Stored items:
◇ ◇ ◇ ◇ ◇ ◇ ◇

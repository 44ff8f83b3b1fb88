//! Per-icon normalization pipeline.
//!
//! One icon moves through a fixed sequence: cleanup, optional canvas
//! padding, palette classification, conditional color rewrite, structural
//! optimization. Every step failure is contained to that icon: the
//! controller returns a [`Result`] per icon and the aggregator decides to
//! drop, so one bad file never corrupts or aborts a run.

use thiserror::Error;

use crate::classify::{DEFAULT_COLOR_THRESHOLD, PaletteVerdict, classify};
use crate::markup::{MarkupTree, ViewBox};
use crate::padding::{DEFAULT_PAD_FACTOR, pad_view_box};
use crate::transform::{OptimizeOptions, TransformError, Transforms, colors::themeable_policy};

// ============================================================================
// Errors
// ============================================================================

/// Why one icon was dropped from the set.
///
/// All variants except the diagnostic message are handled identically:
/// the icon is removed and the run continues.
#[derive(Debug, Error)]
pub enum IconError {
    /// The entry exists but carries no renderable markup.
    #[error("icon has no renderable markup")]
    EmptyMarkup,

    /// The cleanup primitive failed.
    #[error("cleanup failed: {0}")]
    Cleanup(#[source] TransformError),

    /// The palette classifier failed.
    #[error("classification failed: {0}")]
    Classification(#[source] TransformError),

    /// The color rewrite primitive failed.
    #[error("color rewrite failed: {0}")]
    ColorRewrite(#[source] TransformError),

    /// The structural optimizer failed.
    #[error("optimization failed: {0}")]
    Optimization(#[source] TransformError),
}

// ============================================================================
// Options
// ============================================================================

/// Pipeline configuration shared by every icon in a run.
#[derive(Debug, Clone)]
pub struct PipelineOptions {
    /// Whether to expand each icon's view rectangle by a margin.
    pub pad: bool,
    /// Margin factor relative to the icon's larger dimension.
    pub pad_factor: f64,
    /// Distinct-flat-fill count above which an icon is fixed-palette.
    pub color_threshold: usize,
}

impl Default for PipelineOptions {
    fn default() -> Self {
        Self {
            pad: false,
            pad_factor: DEFAULT_PAD_FACTOR,
            color_threshold: DEFAULT_COLOR_THRESHOLD,
        }
    }
}

// ============================================================================
// Pipeline
// ============================================================================

/// The result of running one icon through the pipeline.
#[derive(Debug)]
pub struct ProcessedIcon {
    /// The final, normalized markup tree.
    pub markup: MarkupTree,
    /// The final view rectangle (padding already applied).
    pub view_box: ViewBox,
    /// How the icon's colors were treated.
    pub verdict: PaletteVerdict,
}

/// Runs the per-icon normalization sequence.
pub struct IconPipeline {
    transforms: Transforms,
    options: PipelineOptions,
}

impl IconPipeline {
    /// Creates a pipeline with the built-in transforms.
    pub fn new(options: PipelineOptions) -> Self {
        Self {
            transforms: Transforms::default(),
            options,
        }
    }

    /// Creates a pipeline with substituted transform implementations.
    pub fn with_transforms(options: PipelineOptions, transforms: Transforms) -> Self {
        Self {
            transforms,
            options,
        }
    }

    /// Returns the pipeline configuration.
    pub fn options(&self) -> &PipelineOptions {
        &self.options
    }

    /// Processes one icon's raw markup to its final normalized form.
    ///
    /// The icon owns its tree exclusively for the duration of this call;
    /// on error the partially-transformed tree is discarded with it.
    pub fn process(&self, name: &str, source: &str) -> Result<ProcessedIcon, IconError> {
        if source.trim().is_empty() {
            return Err(IconError::EmptyMarkup);
        }

        let mut tree = self
            .transforms
            .cleanup
            .cleanup(source)
            .map_err(IconError::Cleanup)?;

        // Cleanup guarantees a view rectangle; treat its absence as a
        // cleanup contract violation rather than panicking later.
        let mut view_box = tree.view_box().ok_or_else(|| {
            IconError::Cleanup(TransformError::Invalid(
                "cleanup produced no view rectangle".to_string(),
            ))
        })?;

        if self.options.pad {
            view_box = pad_view_box(view_box, self.options.pad_factor);
            tree.set_view_box(view_box);
        }

        let verdict = classify(&tree.to_string(), self.options.color_threshold);

        if verdict == PaletteVerdict::Themeable {
            self.transforms
                .colors
                .rewrite(&mut tree, &mut themeable_policy)
                .map_err(IconError::ColorRewrite)?;
        }

        self.transforms
            .optimizer
            .optimize(&mut tree, &OptimizeOptions::for_icon(name))
            .map_err(IconError::Optimization)?;

        Ok(ProcessedIcon {
            markup: tree,
            view_box,
            verdict,
        })
    }
}

impl Default for IconPipeline {
    fn default() -> Self {
        Self::new(PipelineOptions::default())
    }
}

// ============================================================================
// Tests
// ============================================================================

#[cfg(test)]
mod tests {
    use super::*;
    use crate::transform::{CleanupTransform, THEMEABLE_COLOR};

    const MONOTONE: &str =
        r##"<svg xmlns="http://www.w3.org/2000/svg" viewBox="0 0 24 24"><path fill="#112233" d="M0 0h24v24z"/></svg>"##;

    const GRADIENT: &str = r##"<svg xmlns="http://www.w3.org/2000/svg" viewBox="0 0 24 24"><defs><linearGradient id="g"><stop offset="0" stop-color="#ff0000"/><stop offset="1" stop-color="#0000ff"/></linearGradient></defs><rect width="24" height="24" fill="url(#g)"/></svg>"##;

    #[test]
    fn empty_markup_is_rejected_before_cleanup() {
        let pipeline = IconPipeline::default();
        assert!(matches!(
            pipeline.process("foo", "   \n"),
            Err(IconError::EmptyMarkup)
        ));
    }

    #[test]
    fn monotone_icon_is_rewritten_to_current_color() {
        let pipeline = IconPipeline::default();
        let icon = pipeline.process("foo", MONOTONE).unwrap();
        assert_eq!(icon.verdict, PaletteVerdict::Themeable);
        let body = icon.markup.inner_markup();
        assert!(body.contains(THEMEABLE_COLOR));
        assert!(!body.contains("#112233"));
    }

    #[test]
    fn gradient_icon_keeps_its_colors() {
        let pipeline = IconPipeline::default();
        let icon = pipeline.process("bar", GRADIENT).unwrap();
        assert_eq!(icon.verdict, PaletteVerdict::FixedPalette);
        let body = icon.markup.inner_markup();
        assert!(body.contains("#ff0000"));
        assert!(body.contains("#0000ff"));
        // Gradient survives optimization with its id scoped to the icon.
        assert!(body.contains("url(#bar-g)"));
    }

    #[test]
    fn style_block_fills_are_rewritten_for_themeable_icons() {
        let pipeline = IconPipeline::default();
        let source = r##"<svg viewBox="0 0 24 24"><style>.a{fill:#112233}</style><path class="a" d="M0 0h24v24z"/></svg>"##;
        let icon = pipeline.process("foo", source).unwrap();
        assert_eq!(icon.verdict, PaletteVerdict::Themeable);
        let body = icon.markup.inner_markup();
        assert!(body.contains("fill:currentColor"));
        assert!(!body.contains("#112233"));
    }

    #[test]
    fn padding_expands_the_view_box() {
        let pipeline = IconPipeline::new(PipelineOptions {
            pad: true,
            ..PipelineOptions::default()
        });
        let icon = pipeline
            .process(
                "foo",
                r#"<svg viewBox="0 0 20 10"><path d="M0 0z"/></svg>"#,
            )
            .unwrap();
        assert_eq!(icon.view_box, ViewBox::new(-2.0, -2.0, 24.0, 14.0));
        assert_eq!(icon.markup.view_box(), Some(icon.view_box));
    }

    #[test]
    fn padding_disabled_leaves_view_box_alone() {
        let pipeline = IconPipeline::default();
        let icon = pipeline.process("foo", MONOTONE).unwrap();
        assert_eq!(icon.view_box, ViewBox::new(0.0, 0.0, 24.0, 24.0));
    }

    #[test]
    fn cleanup_failure_surfaces_as_icon_error() {
        let pipeline = IconPipeline::default();
        let err = pipeline.process("foo", "<svg><broken").unwrap_err();
        assert!(matches!(err, IconError::Cleanup(_)));
    }

    #[test]
    fn substituted_cleanup_transform_is_used() {
        struct AlwaysFails;
        impl CleanupTransform for AlwaysFails {
            fn cleanup(&self, _source: &str) -> Result<MarkupTree, TransformError> {
                Err(TransformError::Invalid("injected failure".to_string()))
            }
        }

        let transforms = Transforms {
            cleanup: Box::new(AlwaysFails),
            ..Transforms::default()
        };
        let pipeline = IconPipeline::with_transforms(PipelineOptions::default(), transforms);
        let err = pipeline.process("foo", MONOTONE).unwrap_err();
        assert!(err.to_string().contains("injected failure"));
    }

    #[test]
    fn reprocessing_normalized_output_is_stable() {
        let pipeline = IconPipeline::default();
        let first = pipeline.process("foo", MONOTONE).unwrap();
        let reexported = first.markup.to_string();
        let second = pipeline.process("foo", &reexported).unwrap();
        assert_eq!(second.verdict, PaletteVerdict::Themeable);
        assert_eq!(first.markup.inner_markup(), second.markup.inner_markup());
    }

    #[test]
    fn reprocessing_keeps_nested_namespace_declarations() {
        let pipeline = IconPipeline::default();
        let source = r##"<svg xmlns="http://www.w3.org/2000/svg" viewBox="0 0 8 8"><defs><path id="a" d="M0 0z"/></defs><use xmlns:xlink="http://www.w3.org/1999/xlink" xlink:href="#a"/></svg>"##;

        let first = pipeline.process("foo", source).unwrap();
        let body = first.markup.inner_markup();
        assert!(body.contains("xmlns:xlink="));
        assert!(body.contains(r##"xlink:href="#foo-a""##));

        // The first pass's own output must survive a second pass unchanged.
        let second = pipeline.process("foo", &first.markup.to_string()).unwrap();
        assert_eq!(second.markup.inner_markup(), body);
    }
}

◇ ◇ ◇ ◇ ◇ ◇ ◇

Task item - Out of the preceding entries, pull each line that contains the word "xlink".

Answer -
        let source = r##"<svg xmlns="http://www.w3.org/2000/svg" viewBox="0 0 8 8"><defs><path id="a" d="M0 0z"/></defs><use xmlns:xlink="http://www.w3.org/1999/xlink" xlink:href="#a"/></svg>"##;
        assert!(body.contains("xmlns:xlink="));
        assert!(body.contains(r##"xlink:href="#foo-a""##));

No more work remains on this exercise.